UNITED STATES DISTRICT COURT
DISTRICT OF MAINE
RYAN McFADYEN and EDWARD )
CARRINGTON, )

Plaintiffs

v. No. 2:12-mc-196-JHR

DUKE UNIVERSITY,

Defendant

MEMORANDUM DECISION ON MOTIONS TO COMPEL AND TO QUASH SUBPOENA

Two motions, one to compel and one to quash, have been filed regarding subpoenas for deposition and to produce documents served in two related foreign actions. The subpoenas, dated July 9, 2012, were served by Duke University on Dr. Robert David Johnson, a Maine resident and a non-party to two actions pending in the United States District Court for the Middle District of North Carolina that gave rise to the discovery sought. Duke seeks an order compelling Dr. Johnson to produce certain documents and appear for deposition, and Dr. Johnson seeks an order quashing the subpoenas. For the reasons that follow, I grant the motion to compel in part and deny the motion to quash.

(At oral argument, counsel for both parties took the position that the motions should be decided by this court, rather than the court in which the underlying actions are pending)


I. Background
In the underlying actions, former members of the Duke lacrosse team have sued Duke University and others for their actions or inaction in the spring of 2006 when, in a case of national notoriety, several Duke lacrosse players had been accused of crimes by a dancer who had been hired to perform at a party. The criminal charges resulting from these accusations were ultimately dismissed. Dr. Johnson and a co-author wrote a book about these events, entitled Until Proven Innocent, and Dr. Johnson wrote a blog about them, called “Durham-in-Wonderland,” which he continues to write.

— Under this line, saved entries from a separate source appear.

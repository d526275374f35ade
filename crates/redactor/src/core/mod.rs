//! Ambient stack: process-wide configuration stores and the per-document
//! redaction job state machine.

pub mod config;
pub mod pipeline;

pub use config::TaxonomyStore;
pub use pipeline::{JobState, RedactionJob};
//! Data model shared across detectors, the fuser and the replacement engine.

mod bbox;
mod coref;
mod entity;

pub use bbox::{BoundingBox, BoundingBoxSource, OCRTextBlock};
pub use coref::CorefTable;
pub use entity::{Entity, EntitySource};

use serde::{Deserialize, Serialize};

/// Category from GB/T 37964-2019-style de-identification classification.
#[derive(Debug, Clone, Copy, PartialEq, Eq, Serialize, Deserialize)]
#[serde(rename_all = "snake_case")]
pub enum IdentifierCategory {
    Direct,
    Quasi,
    Sensitive,
    Other,
}

/// Replacement strategy selected per redaction request.
#[derive(Debug, Clone, Copy, PartialEq, Eq, Serialize, Deserialize)]
#[serde(rename_all = "snake_case")]
pub enum ReplacementMode {
    Smart,
    Mask,
    Custom,
    Structured,
}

On June 9, 2011, the presiding judge in the North Carolina cases issued an order granting in part a motion to stay. In the underlying “McFadyen” case, Counts 21 and 24 were not stayed. Count 21 alleges a breach of contract arising out of the imposition of disciplinary measures against the student plaintiffs. Count 24 alleges fraudulent misrepresentation in letters regarding “DukeCard” information2. In the underlying “Carrington” case, Counts 8 (for fraud), 11 (for constructive fraud), and 19 (for negligent misrepresentation) were not stayed. The court allowed discovery to proceed only with respect to these counts.

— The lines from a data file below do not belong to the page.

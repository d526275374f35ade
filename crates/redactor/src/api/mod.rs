//! REST API surface: health, taxonomy CRUD, and the redact/text and
//! redact/image endpoints. Gated behind the `api` feature.
//!
//! # Endpoints
//!
//! - `GET /health`
//! - `GET /taxonomy`, `POST /taxonomy`, `PUT /taxonomy/:id`, `DELETE /taxonomy/:id`
//! - `POST /taxonomy/:id/toggle`, `POST /taxonomy/reset`
//! - `POST /redact/text`, `POST /redact/image`

mod error;
mod handlers;
mod server;
mod types;

pub use error::{ApiError, ErrorResponse};
pub use server::{create_router, create_router_with_limits, serve};
pub use types::{
    ApiSizeLimits, AppState, CreateEntityTypeRequest, HealthResponse, RedactImageRequest, RedactImageResponse,
    RedactTextRequest, RedactTextResponse, TaxonomyListResponse, ToggleResponse, UpdateEntityTypeRequest,
};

The deposition subpoenas served on Dr. Johnson by Duke set a deposition date of August 6, 2012, and the document subpoenas set a date for production of 10 or 11 categories of documents of July 30, 2012. The document subpoenas include one page entitled “Introduction,” three pages of definitions, and a page of instructions. The following categories of documents were requested:

1. all notes from interviews with named individuals “during which any Information Concerning Pending Claims was discussed.”

2. all “discovery files” as that term was used in Dr. Johnson’s September 1, 2008, blog titled “Paperback Source Notes” that contain any “Information Concerning Pending Claims;”

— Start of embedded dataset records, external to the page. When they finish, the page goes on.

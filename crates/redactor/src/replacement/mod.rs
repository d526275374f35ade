//! Replacement Engine: turns detected entities into deterministic
//! replacement strings, keyed by the document's CorefTable.
//!
//! Grounded on the source `redactor.py`'s `_generate_replacement`: per-type
//! counters, the Chinese-numeral sequence for `smart` mode, the
//! length-preserving masks for `mask` mode, and the tag-template resolution
//! order for `structured` mode.

use std::collections::HashMap;

use crate::taxonomy::TaxonomyRegistry;
use crate::types::{CorefTable, Entity, ReplacementMode};

const CHINESE_NUMERALS: [&str; 10] = ["一", "二", "三", "四", "五", "六", "七", "八", "九", "十"];

fn chinese_or_arabic(n: u64) -> String {
    if n >= 1 && (n as usize) <= CHINESE_NUMERALS.len() {
        CHINESE_NUMERALS[(n - 1) as usize].to_string()
    } else {
        n.to_string()
    }
}

fn smart_label(type_id: &str) -> &'static str {
    match type_id {
        "PERSON" => "当事人",
        "ORG" => "公司",
        "ADDRESS" => "地址",
        "PHONE" => "电话",
        "EMAIL" => "邮箱",
        "ID_CARD" => "身份证",
        "BANK_CARD" => "银行卡",
        "CASE_NUMBER" => "案号",
        "LAWYER" => "律师",
        "JUDGE" => "法官",
        "LEGAL_PARTY" => "当事人",
        "DATE" => "日期",
        "AMOUNT" => "金额",
        "LICENSE_PLATE" => "车牌",
        _ => "信息",
    }
}

fn structured_template(type_id: &str) -> &'static str {
    match type_id {
        "PERSON" | "LEGAL_PARTY" | "LAWYER" | "JUDGE" => "<人物[{index}].个人.姓名>",
        "ORG" => "<组织[{index}].机构.名称>",
        "ADDRESS" => "<地点[{index}].地址.详址>",
        "PHONE" => "<电话[{index}].联系方式.号码>",
        "EMAIL" => "<邮箱[{index}].联系方式.地址>",
        "DATE" => "<日期/时间[{index}].时间.日期>",
        "CASE_NUMBER" => "<编号[{index}].案件.案号>",
        _ => "<其他[{index}].信息.未分类>",
    }
}

fn mask_value(type_id: &str, text: &str) -> String {
    let chars: Vec<char> = text.chars().collect();
    let len = chars.len();

    match type_id {
        "PERSON" if len >= 1 => {
            let mut out = String::new();
            out.push(chars[0]);
            out.push_str(&"*".repeat(len.saturating_sub(1)));
            out
        }
        "PHONE" if len >= 11 => {
            let head: String = chars[..3].iter().collect();
            let tail: String = chars[len - 4..].iter().collect();
            format!("{head}{}{tail}", "*".repeat(len - 7))
        }
        "ID_CARD" if len >= 10 => {
            let head: String = chars[..6].iter().collect();
            let tail: String = chars[len - 4..].iter().collect();
            format!("{head}{}{tail}", "*".repeat(len - 10))
        }
        "BANK_CARD" if len >= 4 => {
            let tail: String = chars[len - 4..].iter().collect();
            format!("{}{tail}", "*".repeat(len - 4))
        }
        _ => "*".repeat(len),
    }
}

/// `(original, replacement, type, count)` per distinct entity, in first-seen
/// order, for populating the `Reviewed` stage of the job state machine.
#[derive(Debug, Clone, serde::Serialize)]
pub struct ComparisonEntry {
    pub original: String,
    pub replacement: String,
    #[serde(rename = "type")]
    pub type_id: String,
    pub count: usize,
}

/// Per-document replacement state: the CorefTable plus per-type counters for
/// `smart` and `structured` mode.
#[derive(Debug, Default)]
pub struct ReplacementEngine {
    smart_counters: HashMap<String, u64>,
    structured_counters: HashMap<String, u64>,
}

impl ReplacementEngine {
    pub fn new() -> Self {
        Self::default()
    }

    /// Resolves (and caches in `coref`) the replacement for `entity` under `mode`.
    pub fn replacement_for(
        &mut self,
        entity: &Entity,
        mode: ReplacementMode,
        registry: &TaxonomyRegistry,
        coref: &mut CorefTable,
        custom_map: Option<&HashMap<String, String>>,
    ) -> String {
        let coref_id = entity.coref_id.clone().unwrap_or_else(|| coref.coref_id_for(&entity.text, &entity.type_id));

        if let Some(existing) = coref.replacement_for(&coref_id) {
            return existing.to_string();
        }

        let replacement = match mode {
            ReplacementMode::Smart => {
                let counter = self.smart_counters.entry(entity.type_id.clone()).or_insert(0);
                *counter += 1;
                format!("[{}{}]", smart_label(&entity.type_id), chinese_or_arabic(*counter))
            }
            ReplacementMode::Mask => mask_value(&entity.type_id, &entity.text),
            ReplacementMode::Structured => {
                if coref_id.starts_with('<') {
                    coref_id.clone()
                } else {
                    let template = registry
                        .get(&entity.type_id)
                        .ok()
                        .and_then(|cfg| cfg.tag_template.clone())
                        .unwrap_or_else(|| structured_template(&entity.type_id).to_string());
                    let counter = self.structured_counters.entry(entity.type_id.clone()).or_insert(0);
                    *counter += 1;
                    template.replace("{index}", &format!("{:03}", counter))
                }
            }
            ReplacementMode::Custom => {
                custom_map.and_then(|m| m.get(&entity.text).cloned()).unwrap_or_else(|| {
                    let counter = self.smart_counters.entry(entity.type_id.clone()).or_insert(0);
                    *counter += 1;
                    format!("[{}{}]", smart_label(&entity.type_id), chinese_or_arabic(*counter))
                })
            }
        };

        coref.set_replacement(coref_id, replacement.clone());
        replacement
    }

    /// Resolves replacements for every entity and returns the final
    /// `entity_map: original_text -> replacement` used by writers, alongside a
    /// comparison/diff summary for the review stage.
    pub fn resolve_all(
        &mut self,
        entities: &[Entity],
        mode: ReplacementMode,
        registry: &TaxonomyRegistry,
        coref: &mut CorefTable,
        custom_map: Option<&HashMap<String, String>>,
    ) -> (HashMap<String, String>, Vec<ComparisonEntry>) {
        let mut entity_map = HashMap::new();
        let mut counts: HashMap<(String, String), usize> = HashMap::new();
        let mut order: Vec<(String, String)> = Vec::new();

        for entity in entities {
            let replacement = self.replacement_for(entity, mode, registry, coref, custom_map);
            entity_map.insert(entity.text.clone(), replacement.clone());

            let key = (entity.text.clone(), replacement.clone());
            if !counts.contains_key(&key) {
                order.push(key.clone());
            }
            *counts.entry(key).or_insert(0) += 1;
        }

        let comparison = order
            .into_iter()
            .map(|(original, replacement)| {
                let type_id = entities.iter().find(|e| e.text == original).map(|e| e.type_id.clone()).unwrap_or_default();
                let count = counts[&(original.clone(), replacement.clone())];
                ComparisonEntry { original, replacement, type_id, count }
            })
            .collect();

        (entity_map, comparison)
    }
}

#[cfg(test)]
mod tests {
    use super::*;
    use crate::types::EntitySource;

    #[test]
    fn test_smart_mode_counts_up_in_chinese_numerals() {
        let registry = TaxonomyRegistry::with_presets();
        let mut coref = CorefTable::new();
        let mut engine = ReplacementEngine::new();
        let e1 = Entity::new("张三", "PERSON", 0, 2, 0.9, EntitySource::Ner);
        let e2 = Entity::new("李四", "PERSON", 10, 12, 0.9, EntitySource::Ner);
        let r1 = engine.replacement_for(&e1, ReplacementMode::Smart, &registry, &mut coref, None);
        let r2 = engine.replacement_for(&e2, ReplacementMode::Smart, &registry, &mut coref, None);
        assert_eq!(r1, "[当事人一]");
        assert_eq!(r2, "[当事人二]");
    }

    #[test]
    fn test_smart_mode_stable_for_same_coref_id() {
        let registry = TaxonomyRegistry::with_presets();
        let mut coref = CorefTable::new();
        let mut engine = ReplacementEngine::new();
        let mut e1 = Entity::new("张三", "PERSON", 0, 2, 0.9, EntitySource::Ner);
        e1.coref_id = Some(coref.coref_id_for("张三", "PERSON"));
        let mut e2 = Entity::new("张三", "PERSON", 20, 22, 0.9, EntitySource::Ner);
        e2.coref_id = Some(coref.coref_id_for("张三", "PERSON"));
        let r1 = engine.replacement_for(&e1, ReplacementMode::Smart, &registry, &mut coref, None);
        let r2 = engine.replacement_for(&e2, ReplacementMode::Smart, &registry, &mut coref, None);
        assert_eq!(r1, r2);
    }

    #[test]
    fn test_mask_mode_phone_keeps_head_and_tail() {
        assert_eq!(mask_value("PHONE", "13812345678"), "138****5678");
    }

    #[test]
    fn test_mask_mode_person_keeps_first_char() {
        assert_eq!(mask_value("PERSON", "张三丰"), "张**");
    }

    #[test]
    fn test_structured_mode_uses_tag_template_with_zero_padded_index() {
        let registry = TaxonomyRegistry::with_presets();
        let mut coref = CorefTable::new();
        let mut engine = ReplacementEngine::new();
        let e = Entity::new("张三", "PERSON", 0, 2, 0.9, EntitySource::Ner);
        let r = engine.replacement_for(&e, ReplacementMode::Structured, &registry, &mut coref, None);
        assert_eq!(r, "<人物[001].个人.姓名>");
    }

    #[test]
    fn test_structured_mode_reuses_hide_tag_verbatim() {
        let registry = TaxonomyRegistry::with_presets();
        let mut coref = CorefTable::new();
        let mut engine = ReplacementEngine::new();
        let mut e = Entity::new("李雷", "PERSON", 0, 2, 0.9, EntitySource::Ner);
        e.coref_id = Some("<人物[007].个人.姓名>".to_string());
        coref.bind("李雷", "PERSON", "<人物[007].个人.姓名>");
        let r = engine.replacement_for(&e, ReplacementMode::Structured, &registry, &mut coref, None);
        assert_eq!(r, "<人物[007].个人.姓名>");
    }

    #[test]
    fn test_custom_mode_falls_back_to_smart_when_unmapped() {
        let registry = TaxonomyRegistry::with_presets();
        let mut coref = CorefTable::new();
        let mut engine = ReplacementEngine::new();
        let e = Entity::new("张三", "PERSON", 0, 2, 0.9, EntitySource::Ner);
        let r = engine.replacement_for(&e, ReplacementMode::Custom, &registry, &mut coref, None);
        assert_eq!(r, "[当事人一]");
    }

    #[test]
    fn test_resolve_all_builds_comparison_summary() {
        let registry = TaxonomyRegistry::with_presets();
        let mut coref = CorefTable::new();
        let mut engine = ReplacementEngine::new();
        let entities = vec![
            Entity::new("张三", "PERSON", 0, 2, 0.9, EntitySource::Ner),
            Entity::new("张三", "PERSON", 10, 12, 0.9, EntitySource::Ner),
        ];
        let (map, comparison) = engine.resolve_all(&entities, ReplacementMode::Smart, &registry, &mut coref, None);
        assert_eq!(map.get("张三"), Some(&"[当事人一]".to_string()));
        assert_eq!(comparison.len(), 1);
        assert_eq!(comparison[0].count, 2);
    }
}
//! In-memory catalog of entity types: presets shipped with the binary plus
//! user-created entries, all mutable except that presets cannot be deleted.

mod presets;

pub use presets::preset_tables;

use std::collections::BTreeMap;

use serde::{Deserialize, Serialize};
use uuid::Uuid;

use crate::error::{RedactorError, Result};
use crate::types::IdentifierCategory;

/// A single entry in the taxonomy registry.
#[derive(Debug, Clone, Serialize, Deserialize)]
pub struct EntityTypeConfig {
    pub id: String,
    pub name: String,
    pub category: IdentifierCategory,
    pub description: Option<String>,
    #[serde(default)]
    pub examples: Vec<String>,
    #[serde(default = "default_color")]
    pub color: String,
    pub regex_pattern: Option<String>,
    #[serde(default = "default_true")]
    pub use_llm: bool,
    #[serde(default = "default_true")]
    pub enabled: bool,
    #[serde(default = "default_order")]
    pub order: i32,
    pub tag_template: Option<String>,
    #[serde(default = "default_risk_level")]
    pub risk_level: u8,
    /// `false` for presets shipped with the binary; `true` for user-created
    /// entries. Presets may be disabled but never deleted.
    #[serde(default)]
    pub is_preset: bool,
}

fn default_color() -> String {
    "#6B7280".to_string()
}
fn default_true() -> bool {
    true
}
fn default_order() -> i32 {
    100
}
fn default_risk_level() -> u8 {
    3
}

impl EntityTypeConfig {
    /// `regex_pattern` absent implies `use_llm` must be true.
    pub fn validate(&self) -> Result<()> {
        if self.regex_pattern.is_none() && !self.use_llm {
            return Err(RedactorError::invalid_input(format!(
                "entity type '{}' has no regex_pattern and use_llm=false",
                self.id
            )));
        }
        if let Some(pattern) = &self.regex_pattern {
            regex::Regex::new(pattern)?;
        }
        Ok(())
    }
}

/// Partial update payload for `TaxonomyRegistry::update`.
#[derive(Debug, Default, Clone, Deserialize)]
pub struct EntityTypeUpdate {
    pub name: Option<String>,
    pub description: Option<String>,
    pub examples: Option<Vec<String>>,
    pub color: Option<String>,
    pub regex_pattern: Option<String>,
    pub use_llm: Option<bool>,
    pub enabled: Option<bool>,
    pub order: Option<i32>,
    pub tag_template: Option<String>,
}

/// The taxonomy registry itself: `id -> EntityTypeConfig`.
///
/// Not thread-safe by itself — the process-wide instance is wrapped by
/// `core::config::TaxonomyStore`, which adds the single-writer snapshot lock.
#[derive(Debug, Clone, Default)]
pub struct TaxonomyRegistry {
    entries: BTreeMap<String, EntityTypeConfig>,
}

impl TaxonomyRegistry {
    pub fn new() -> Self {
        Self::default()
    }

    /// Builds a registry seeded with the built-in presets.
    ///
    /// Presets are registered from an ordered list of tables; a later table's
    /// entry with the same `id` overwrites an earlier one -- "newest-import-wins",
    /// per the Open Questions resolution in DESIGN.md.
    pub fn with_presets() -> Self {
        let mut registry = Self::new();
        for table in preset_tables() {
            for mut entry in table {
                entry.is_preset = true;
                registry.entries.insert(entry.id.clone(), entry);
            }
        }
        registry
    }

    pub fn get(&self, id: &str) -> Result<&EntityTypeConfig> {
        self.entries.get(id).ok_or_else(|| RedactorError::not_found(format!("entity type '{id}'")))
    }

    /// Ascending `order`, ties broken by `id`.
    pub fn list(&self, enabled_only: bool) -> Vec<&EntityTypeConfig> {
        let mut out: Vec<&EntityTypeConfig> =
            self.entries.values().filter(|e| !enabled_only || e.enabled).collect();
        out.sort_by(|a, b| a.order.cmp(&b.order).then_with(|| a.id.cmp(&b.id)));
        out
    }

    pub fn create(
        &mut self,
        name: String,
        category: IdentifierCategory,
        description: Option<String>,
        examples: Vec<String>,
        color: String,
        regex_pattern: Option<String>,
        use_llm: bool,
        tag_template: Option<String>,
    ) -> Result<EntityTypeConfig> {
        let id = format!("custom_{}", &Uuid::new_v4().simple().to_string()[..8]);
        let entry = EntityTypeConfig {
            id: id.clone(),
            name,
            category,
            description,
            examples,
            color,
            regex_pattern,
            use_llm,
            enabled: true,
            order: 200,
            tag_template,
            risk_level: 3,
            is_preset: false,
        };
        entry.validate()?;
        self.entries.insert(id, entry.clone());
        Ok(entry)
    }

    /// Preset entries may update everything except `id`.
    pub fn update(&mut self, id: &str, patch: EntityTypeUpdate) -> Result<EntityTypeConfig> {
        let entry = self.entries.get_mut(id).ok_or_else(|| RedactorError::not_found(format!("entity type '{id}'")))?;
        if let Some(v) = patch.name {
            entry.name = v;
        }
        if let Some(v) = patch.description {
            entry.description = Some(v);
        }
        if let Some(v) = patch.examples {
            entry.examples = v;
        }
        if let Some(v) = patch.color {
            entry.color = v;
        }
        if let Some(v) = patch.regex_pattern {
            entry.regex_pattern = Some(v);
        }
        if let Some(v) = patch.use_llm {
            entry.use_llm = v;
        }
        if let Some(v) = patch.enabled {
            entry.enabled = v;
        }
        if let Some(v) = patch.order {
            entry.order = v;
        }
        if let Some(v) = patch.tag_template {
            entry.tag_template = Some(v);
        }
        entry.validate()?;
        Ok(entry.clone())
    }

    /// User entries only; preset deletion fails with `PresetProtected`.
    pub fn delete(&mut self, id: &str) -> Result<()> {
        let entry = self.entries.get(id).ok_or_else(|| RedactorError::not_found(format!("entity type '{id}'")))?;
        if entry.is_preset {
            return Err(RedactorError::preset_protected(format!(
                "preset entity type '{id}' cannot be deleted, only disabled"
            )));
        }
        self.entries.remove(id);
        Ok(())
    }

    pub fn toggle(&mut self, id: &str) -> Result<bool> {
        let entry = self.entries.get_mut(id).ok_or_else(|| RedactorError::not_found(format!("entity type '{id}'")))?;
        entry.enabled = !entry.enabled;
        Ok(entry.enabled)
    }

    /// Restores presets verbatim, dropping user entries.
    pub fn reset(&mut self) {
        *self = Self::with_presets();
    }

    /// Overwrites (or inserts) an entry verbatim, used when rehydrating a
    /// persisted snapshot over the built-in presets.
    pub fn restore_entry(&mut self, entry: EntityTypeConfig) {
        self.entries.insert(entry.id.clone(), entry);
    }
}

#[cfg(test)]
mod tests {
    use super::*;

    #[test]
    fn test_with_presets_includes_id_card() {
        let registry = TaxonomyRegistry::with_presets();
        assert!(registry.get("ID_CARD").is_ok());
    }

    #[test]
    fn test_list_is_ordered_ascending_with_id_tiebreak() {
        let registry = TaxonomyRegistry::with_presets();
        let listed = registry.list(false);
        for pair in listed.windows(2) {
            let (a, b) = (pair[0], pair[1]);
            assert!((a.order, &a.id) <= (b.order, &b.id));
        }
    }

    #[test]
    fn test_create_assigns_custom_prefix_and_order_200() {
        let mut registry = TaxonomyRegistry::with_presets();
        let created = registry
            .create("Custom".into(), IdentifierCategory::Other, None, vec![], "#000000".into(), None, true, None)
            .unwrap();
        assert!(created.id.starts_with("custom_"));
        assert_eq!(created.order, 200);
        assert!(!created.is_preset);
    }

    #[test]
    fn test_delete_preset_fails_with_preset_protected() {
        let mut registry = TaxonomyRegistry::with_presets();
        let err = registry.delete("ID_CARD").unwrap_err();
        assert!(matches!(err, RedactorError::PresetProtected(_)));
    }

    #[test]
    fn test_delete_custom_entry_succeeds() {
        let mut registry = TaxonomyRegistry::with_presets();
        let created = registry
            .create("Custom".into(), IdentifierCategory::Other, None, vec![], "#000000".into(), None, true, None)
            .unwrap();
        assert!(registry.delete(&created.id).is_ok());
        assert!(registry.get(&created.id).is_err());
    }

    #[test]
    fn test_toggle_flips_enabled() {
        let mut registry = TaxonomyRegistry::with_presets();
        let before = registry.get("PHONE").unwrap().enabled;
        let after = registry.toggle("PHONE").unwrap();
        assert_eq!(after, !before);
    }

    #[test]
    fn test_reset_drops_user_entries() {
        let mut registry = TaxonomyRegistry::with_presets();
        let created = registry
            .create("Custom".into(), IdentifierCategory::Other, None, vec![], "#000000".into(), None, true, None)
            .unwrap();
        registry.reset();
        assert!(registry.get(&created.id).is_err());
        assert!(registry.get("ID_CARD").is_ok());
    }

    #[test]
    fn test_unknown_id_is_not_found() {
        let registry = TaxonomyRegistry::with_presets();
        assert!(matches!(registry.get("NOPE").unwrap_err(), RedactorError::NotFound(_)));
    }

    #[test]
    fn test_validate_rejects_missing_regex_without_llm() {
        let entry = EntityTypeConfig {
            id: "X".into(),
            name: "X".into(),
            category: IdentifierCategory::Other,
            description: None,
            examples: vec![],
            color: default_color(),
            regex_pattern: None,
            use_llm: false,
            enabled: true,
            order: 100,
            tag_template: None,
            risk_level: 3,
            is_preset: false,
        };
        assert!(entry.validate().is_err());
    }
}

3. all correspondence with Robert C. Ekstrand, Stefanie Sparks Smith, or any other attorney or employee of Ekstrand & Ekstrand LLP3 “that contain any Information Concerning Pending Claims;”

4. in the “Carrington” case subpoena only, all correspondence with Charles J. Cooper, Peter A. Patterson, David H. Thompson, Nichole J. Moss, or any other attorney or employee of Cooper & Kirk, PCCL, that contain any Information Concerning Pending Claims;

5. all correspondence with any Duke lacrosse player that contains any Information Concerning Pending Claims;

6. all correspondence with any Duke employee that contains any Information Concerning Pending Claims;

7. all correspondence with any Duke alumnus that contains any Information Concerning Pending Claims;

8. all documents “that concern, discuss, or reflect any payments made to a Duke Lacrosse Player for that person’s time or information relating to the Lacrosse Incident;”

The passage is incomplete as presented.